═════ RECORDED INFORMATION

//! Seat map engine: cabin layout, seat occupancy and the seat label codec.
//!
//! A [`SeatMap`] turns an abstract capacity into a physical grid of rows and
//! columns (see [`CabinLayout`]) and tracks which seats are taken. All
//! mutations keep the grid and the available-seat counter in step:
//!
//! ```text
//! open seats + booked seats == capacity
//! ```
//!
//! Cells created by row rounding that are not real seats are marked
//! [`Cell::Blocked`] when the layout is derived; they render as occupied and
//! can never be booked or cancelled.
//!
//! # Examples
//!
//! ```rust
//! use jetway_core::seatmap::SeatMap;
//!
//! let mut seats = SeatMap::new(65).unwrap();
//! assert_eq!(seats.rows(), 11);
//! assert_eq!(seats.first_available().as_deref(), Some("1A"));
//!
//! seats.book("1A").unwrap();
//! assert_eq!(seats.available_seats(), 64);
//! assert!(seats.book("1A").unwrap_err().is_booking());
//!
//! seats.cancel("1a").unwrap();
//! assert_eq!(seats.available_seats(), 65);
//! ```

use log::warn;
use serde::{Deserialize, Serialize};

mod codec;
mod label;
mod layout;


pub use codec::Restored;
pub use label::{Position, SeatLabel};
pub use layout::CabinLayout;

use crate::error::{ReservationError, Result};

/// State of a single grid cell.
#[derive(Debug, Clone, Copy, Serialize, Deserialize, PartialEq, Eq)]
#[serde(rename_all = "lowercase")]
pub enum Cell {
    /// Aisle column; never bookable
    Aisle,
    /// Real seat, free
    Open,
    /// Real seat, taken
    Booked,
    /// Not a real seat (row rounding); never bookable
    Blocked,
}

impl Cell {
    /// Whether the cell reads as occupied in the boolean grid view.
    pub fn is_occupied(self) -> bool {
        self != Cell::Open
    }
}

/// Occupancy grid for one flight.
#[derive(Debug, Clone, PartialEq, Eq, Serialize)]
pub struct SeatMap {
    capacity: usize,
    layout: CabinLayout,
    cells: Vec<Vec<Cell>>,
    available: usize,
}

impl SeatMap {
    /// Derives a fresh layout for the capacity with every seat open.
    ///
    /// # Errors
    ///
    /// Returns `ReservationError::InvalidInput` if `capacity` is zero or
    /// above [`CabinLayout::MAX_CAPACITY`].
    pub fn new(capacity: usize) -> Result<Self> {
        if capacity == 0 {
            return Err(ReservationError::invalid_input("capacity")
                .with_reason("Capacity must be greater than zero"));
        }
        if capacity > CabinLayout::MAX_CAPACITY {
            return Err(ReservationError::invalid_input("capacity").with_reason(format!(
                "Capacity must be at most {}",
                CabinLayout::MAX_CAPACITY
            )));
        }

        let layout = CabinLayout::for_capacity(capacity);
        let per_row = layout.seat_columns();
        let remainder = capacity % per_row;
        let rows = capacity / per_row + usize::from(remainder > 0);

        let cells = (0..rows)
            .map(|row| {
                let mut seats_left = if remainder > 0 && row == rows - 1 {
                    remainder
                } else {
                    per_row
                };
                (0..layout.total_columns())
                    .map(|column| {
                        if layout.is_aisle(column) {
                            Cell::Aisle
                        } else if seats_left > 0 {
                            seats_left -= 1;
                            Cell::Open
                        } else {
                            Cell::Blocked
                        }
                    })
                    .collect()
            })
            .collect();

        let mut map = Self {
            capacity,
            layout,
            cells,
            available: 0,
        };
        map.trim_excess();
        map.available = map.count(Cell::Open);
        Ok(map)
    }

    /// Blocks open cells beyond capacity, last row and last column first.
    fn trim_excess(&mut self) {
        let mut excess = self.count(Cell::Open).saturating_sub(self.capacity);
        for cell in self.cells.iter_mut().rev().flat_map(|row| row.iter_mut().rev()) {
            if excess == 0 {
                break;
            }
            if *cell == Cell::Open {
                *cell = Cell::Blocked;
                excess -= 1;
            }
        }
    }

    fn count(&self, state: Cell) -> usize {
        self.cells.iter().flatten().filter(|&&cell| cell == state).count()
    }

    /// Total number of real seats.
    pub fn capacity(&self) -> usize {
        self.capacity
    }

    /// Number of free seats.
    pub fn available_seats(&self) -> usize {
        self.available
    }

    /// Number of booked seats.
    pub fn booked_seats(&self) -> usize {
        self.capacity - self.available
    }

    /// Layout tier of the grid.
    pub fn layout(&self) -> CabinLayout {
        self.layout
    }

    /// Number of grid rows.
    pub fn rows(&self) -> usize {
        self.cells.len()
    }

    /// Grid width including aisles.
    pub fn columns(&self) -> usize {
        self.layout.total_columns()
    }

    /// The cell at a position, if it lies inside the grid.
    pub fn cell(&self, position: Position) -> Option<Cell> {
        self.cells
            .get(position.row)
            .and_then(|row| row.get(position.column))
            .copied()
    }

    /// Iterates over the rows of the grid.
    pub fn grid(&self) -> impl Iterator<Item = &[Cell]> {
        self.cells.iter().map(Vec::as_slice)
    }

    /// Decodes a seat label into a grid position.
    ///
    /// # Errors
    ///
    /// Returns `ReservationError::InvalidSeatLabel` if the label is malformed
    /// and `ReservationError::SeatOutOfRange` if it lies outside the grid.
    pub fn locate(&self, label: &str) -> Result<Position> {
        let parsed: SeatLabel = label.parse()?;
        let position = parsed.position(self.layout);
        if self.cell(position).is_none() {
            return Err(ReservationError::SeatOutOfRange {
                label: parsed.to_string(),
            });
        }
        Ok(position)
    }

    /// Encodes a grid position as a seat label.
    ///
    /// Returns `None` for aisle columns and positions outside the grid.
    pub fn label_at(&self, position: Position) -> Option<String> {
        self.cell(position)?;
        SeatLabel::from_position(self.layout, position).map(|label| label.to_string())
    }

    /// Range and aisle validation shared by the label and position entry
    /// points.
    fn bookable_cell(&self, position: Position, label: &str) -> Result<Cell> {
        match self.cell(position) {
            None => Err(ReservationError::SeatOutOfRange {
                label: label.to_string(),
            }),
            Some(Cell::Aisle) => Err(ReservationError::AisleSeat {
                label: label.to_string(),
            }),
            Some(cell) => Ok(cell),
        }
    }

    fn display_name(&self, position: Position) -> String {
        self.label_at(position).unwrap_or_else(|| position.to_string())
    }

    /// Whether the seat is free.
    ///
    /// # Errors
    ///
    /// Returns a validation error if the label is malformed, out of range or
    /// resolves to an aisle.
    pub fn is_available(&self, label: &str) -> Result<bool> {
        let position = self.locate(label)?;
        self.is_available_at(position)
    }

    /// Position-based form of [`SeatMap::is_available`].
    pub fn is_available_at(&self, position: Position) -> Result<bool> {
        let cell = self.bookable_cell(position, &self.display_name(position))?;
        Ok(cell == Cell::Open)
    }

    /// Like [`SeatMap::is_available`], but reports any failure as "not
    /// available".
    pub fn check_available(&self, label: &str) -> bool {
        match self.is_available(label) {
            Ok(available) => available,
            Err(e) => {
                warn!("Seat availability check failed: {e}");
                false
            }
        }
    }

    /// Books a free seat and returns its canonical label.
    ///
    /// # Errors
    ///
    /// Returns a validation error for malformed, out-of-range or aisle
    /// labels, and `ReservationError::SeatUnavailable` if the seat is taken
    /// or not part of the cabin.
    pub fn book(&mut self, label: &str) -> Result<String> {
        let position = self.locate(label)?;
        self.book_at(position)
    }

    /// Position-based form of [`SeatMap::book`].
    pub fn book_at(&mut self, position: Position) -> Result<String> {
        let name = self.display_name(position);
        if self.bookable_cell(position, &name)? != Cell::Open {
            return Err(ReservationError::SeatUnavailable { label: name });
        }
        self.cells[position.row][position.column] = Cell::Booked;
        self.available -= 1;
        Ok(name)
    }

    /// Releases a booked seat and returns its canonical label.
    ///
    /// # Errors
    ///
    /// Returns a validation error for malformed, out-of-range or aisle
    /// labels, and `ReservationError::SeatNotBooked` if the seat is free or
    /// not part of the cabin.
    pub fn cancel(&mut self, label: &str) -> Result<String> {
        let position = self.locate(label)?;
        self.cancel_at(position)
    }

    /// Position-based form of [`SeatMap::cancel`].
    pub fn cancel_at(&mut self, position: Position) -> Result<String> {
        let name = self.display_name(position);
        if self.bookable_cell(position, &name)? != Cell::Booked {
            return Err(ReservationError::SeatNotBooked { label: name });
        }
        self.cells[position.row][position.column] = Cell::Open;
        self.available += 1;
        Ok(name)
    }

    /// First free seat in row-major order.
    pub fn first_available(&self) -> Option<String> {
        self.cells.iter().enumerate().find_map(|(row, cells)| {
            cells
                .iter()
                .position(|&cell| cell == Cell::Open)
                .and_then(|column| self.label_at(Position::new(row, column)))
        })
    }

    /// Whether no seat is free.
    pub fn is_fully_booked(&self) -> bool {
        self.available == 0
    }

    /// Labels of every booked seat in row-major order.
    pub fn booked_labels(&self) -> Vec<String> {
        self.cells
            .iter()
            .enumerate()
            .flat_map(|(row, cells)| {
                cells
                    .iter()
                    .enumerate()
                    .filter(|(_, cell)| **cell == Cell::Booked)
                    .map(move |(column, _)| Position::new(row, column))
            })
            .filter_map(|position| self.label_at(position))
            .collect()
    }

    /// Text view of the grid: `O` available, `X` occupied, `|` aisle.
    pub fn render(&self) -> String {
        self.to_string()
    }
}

══════════
═════ RECORDED INFORMATION

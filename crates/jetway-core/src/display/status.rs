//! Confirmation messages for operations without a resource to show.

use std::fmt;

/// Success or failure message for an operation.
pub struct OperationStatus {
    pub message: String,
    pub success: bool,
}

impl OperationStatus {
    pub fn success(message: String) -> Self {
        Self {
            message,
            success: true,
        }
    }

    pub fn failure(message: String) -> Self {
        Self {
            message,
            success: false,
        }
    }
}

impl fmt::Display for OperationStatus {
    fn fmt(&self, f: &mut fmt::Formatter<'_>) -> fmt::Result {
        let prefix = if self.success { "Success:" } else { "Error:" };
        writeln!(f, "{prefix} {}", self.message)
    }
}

══════════
═════ RECORDED INFORMATION

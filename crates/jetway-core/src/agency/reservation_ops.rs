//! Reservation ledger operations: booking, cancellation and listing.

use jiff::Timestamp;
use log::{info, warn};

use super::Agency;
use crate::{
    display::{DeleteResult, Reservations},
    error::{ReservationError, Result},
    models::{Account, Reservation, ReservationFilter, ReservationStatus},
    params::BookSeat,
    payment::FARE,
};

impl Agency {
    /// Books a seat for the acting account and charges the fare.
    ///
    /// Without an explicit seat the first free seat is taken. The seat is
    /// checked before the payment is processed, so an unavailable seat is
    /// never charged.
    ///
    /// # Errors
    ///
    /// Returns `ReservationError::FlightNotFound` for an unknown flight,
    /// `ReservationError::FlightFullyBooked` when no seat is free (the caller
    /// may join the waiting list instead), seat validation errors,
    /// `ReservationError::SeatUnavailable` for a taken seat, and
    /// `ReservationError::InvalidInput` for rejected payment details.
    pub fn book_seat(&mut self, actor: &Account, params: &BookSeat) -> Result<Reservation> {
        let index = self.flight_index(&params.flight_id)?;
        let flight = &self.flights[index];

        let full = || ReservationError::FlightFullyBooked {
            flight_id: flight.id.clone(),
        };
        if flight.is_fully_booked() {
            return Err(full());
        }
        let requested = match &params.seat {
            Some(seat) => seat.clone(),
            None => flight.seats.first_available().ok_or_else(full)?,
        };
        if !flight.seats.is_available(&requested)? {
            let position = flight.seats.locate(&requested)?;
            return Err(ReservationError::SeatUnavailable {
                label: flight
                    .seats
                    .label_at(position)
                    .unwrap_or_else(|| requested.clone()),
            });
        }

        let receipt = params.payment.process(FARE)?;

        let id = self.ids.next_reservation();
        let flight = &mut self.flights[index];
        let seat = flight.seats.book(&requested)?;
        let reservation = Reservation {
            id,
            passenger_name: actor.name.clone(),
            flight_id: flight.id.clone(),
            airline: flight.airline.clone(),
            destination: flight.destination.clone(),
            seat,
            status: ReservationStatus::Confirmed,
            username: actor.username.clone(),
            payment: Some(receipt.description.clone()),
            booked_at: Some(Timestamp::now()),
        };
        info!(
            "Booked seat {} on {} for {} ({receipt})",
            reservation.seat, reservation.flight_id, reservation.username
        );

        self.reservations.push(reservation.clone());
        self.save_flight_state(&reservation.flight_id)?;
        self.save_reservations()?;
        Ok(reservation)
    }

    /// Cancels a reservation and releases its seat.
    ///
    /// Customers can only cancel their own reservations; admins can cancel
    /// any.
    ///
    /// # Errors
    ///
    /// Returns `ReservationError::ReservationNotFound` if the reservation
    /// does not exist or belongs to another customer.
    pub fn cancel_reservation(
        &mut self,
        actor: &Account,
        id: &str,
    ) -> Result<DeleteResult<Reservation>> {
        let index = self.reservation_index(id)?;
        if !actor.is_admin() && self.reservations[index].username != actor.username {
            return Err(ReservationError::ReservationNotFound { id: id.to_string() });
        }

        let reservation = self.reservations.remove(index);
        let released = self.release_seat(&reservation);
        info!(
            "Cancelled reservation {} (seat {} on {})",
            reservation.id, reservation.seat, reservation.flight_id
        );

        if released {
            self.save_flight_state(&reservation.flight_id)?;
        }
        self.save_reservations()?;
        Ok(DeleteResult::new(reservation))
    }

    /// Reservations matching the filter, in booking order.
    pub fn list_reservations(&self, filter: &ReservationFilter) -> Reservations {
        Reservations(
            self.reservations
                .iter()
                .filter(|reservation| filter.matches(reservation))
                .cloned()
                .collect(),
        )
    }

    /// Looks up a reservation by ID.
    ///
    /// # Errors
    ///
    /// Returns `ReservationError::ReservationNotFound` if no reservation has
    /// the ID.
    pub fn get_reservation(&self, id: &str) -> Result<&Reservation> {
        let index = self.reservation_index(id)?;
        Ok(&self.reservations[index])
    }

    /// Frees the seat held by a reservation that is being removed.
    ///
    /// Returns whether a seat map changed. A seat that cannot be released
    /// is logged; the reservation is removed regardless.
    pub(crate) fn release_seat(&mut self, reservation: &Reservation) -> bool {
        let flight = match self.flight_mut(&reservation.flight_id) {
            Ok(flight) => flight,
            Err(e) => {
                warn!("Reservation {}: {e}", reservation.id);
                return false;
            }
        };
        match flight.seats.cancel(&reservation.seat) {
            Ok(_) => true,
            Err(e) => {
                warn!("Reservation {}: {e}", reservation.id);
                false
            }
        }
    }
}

══════════

:: REQUIREMENT ::
Some lines above hold the word "every". Copy all of them.

:: SOLVED PROBLEM ::
    /// Derives a fresh layout for the capacity with every seat open.
    /// Labels of every booked seat in row-major order.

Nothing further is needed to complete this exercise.